======== MATERIAL SHOWN

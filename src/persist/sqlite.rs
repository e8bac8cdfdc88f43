//! SQLite-backed key-value gateway.

use std::path::Path;
use std::time::{SystemTime, UNIX_EPOCH};

use rusqlite::{Connection, OptionalExtension, params};
use tracing::debug;

use crate::{attendance::AttendanceRecord, student::Student, types::Collection};

use super::{Gateway, PersistResult, decode_collection};

/// Stores each collection as one JSON array under its key.
pub struct SqliteGateway {
    conn: Connection,
}

impl SqliteGateway {
    /// Opens or creates a SQLite-backed gateway at `path`.
    ///
    /// Enables WAL mode and sets `synchronous=NORMAL`.
    pub fn open(path: impl AsRef<Path>) -> PersistResult<Self> {
        let conn = Connection::open(path)?;
        Self::init_connection(conn)
    }

    /// Opens an in-memory SQLite gateway.
    pub fn open_in_memory() -> PersistResult<Self> {
        let conn = Connection::open_in_memory()?;
        Self::init_connection(conn)
    }

    fn init_connection(conn: Connection) -> PersistResult<Self> {
        conn.execute_batch(include_str!("schema.sql"))?;
        conn.pragma_update(None, "journal_mode", "WAL")?;
        conn.pragma_update(None, "synchronous", "NORMAL")?;
        Ok(Self { conn })
    }

    /// Raw JSON stored under `collection`, if any.
    pub fn read_raw(&self, collection: Collection) -> PersistResult<Option<String>> {
        let value = self
            .conn
            .query_row(
                "SELECT value FROM kv WHERE key = ?1",
                params![collection.key()],
                |row| row.get(0),
            )
            .optional()?;
        Ok(value)
    }

    /// Last write time of `collection` in milliseconds, if ever written.
    pub fn updated_ms(&self, collection: Collection) -> PersistResult<Option<u64>> {
        let ts: Option<i64> = self
            .conn
            .query_row(
                "SELECT updated_ms FROM kv WHERE key = ?1",
                params![collection.key()],
                |row| row.get(0),
            )
            .optional()?;
        Ok(ts.map(|v| v as u64))
    }

    fn write_raw(&mut self, collection: Collection, json: &str) -> PersistResult<()> {
        self.conn.execute(
            "INSERT INTO kv(key, value, updated_ms) VALUES (?1, ?2, ?3)
             ON CONFLICT(key) DO UPDATE SET value = excluded.value, updated_ms = excluded.updated_ms",
            params![collection.key(), json, now_ms() as i64],
        )?;
        debug!(key = collection.key(), bytes = json.len(), "collection written");
        Ok(())
    }
}

impl Gateway for SqliteGateway {
    fn save_roster(&mut self, students: &[Student]) -> PersistResult<()> {
        let json = serde_json::to_string(students)?;
        self.write_raw(Collection::Roster, &json)
    }

    fn save_ledger(&mut self, records: &[AttendanceRecord]) -> PersistResult<()> {
        let json = serde_json::to_string(records)?;
        self.write_raw(Collection::Ledger, &json)
    }

    fn load_roster(&self) -> PersistResult<Vec<Student>> {
        decode_collection(self.read_raw(Collection::Roster)?.as_deref())
    }

    fn load_ledger(&self) -> PersistResult<Vec<AttendanceRecord>> {
        decode_collection(self.read_raw(Collection::Ledger)?.as_deref())
    }
}

fn now_ms() -> u64 {
    SystemTime::now()
        .duration_since(UNIX_EPOCH)
        .map(|d| d.as_millis() as u64)
        .unwrap_or(0)
}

================

◆ **PROMPT**
Please copy exactly, and only, the lines from the line containing "self.write_raw(Collection::Ledger, &json)" through the last line of the records, with both ends included.

◆ **ANSWER SECTION**
        self.write_raw(Collection::Ledger, &json)
    }

    fn load_roster(&self) -> PersistResult<Vec<Student>> {
        decode_collection(self.read_raw(Collection::Roster)?.as_deref())
    }

    fn load_ledger(&self) -> PersistResult<Vec<AttendanceRecord>> {
        decode_collection(self.read_raw(Collection::Ledger)?.as_deref())
    }
}

fn now_ms() -> u64 {
    SystemTime::now()
        .duration_since(UNIX_EPOCH)
        .map(|d| d.as_millis() as u64)
        .unwrap_or(0)
}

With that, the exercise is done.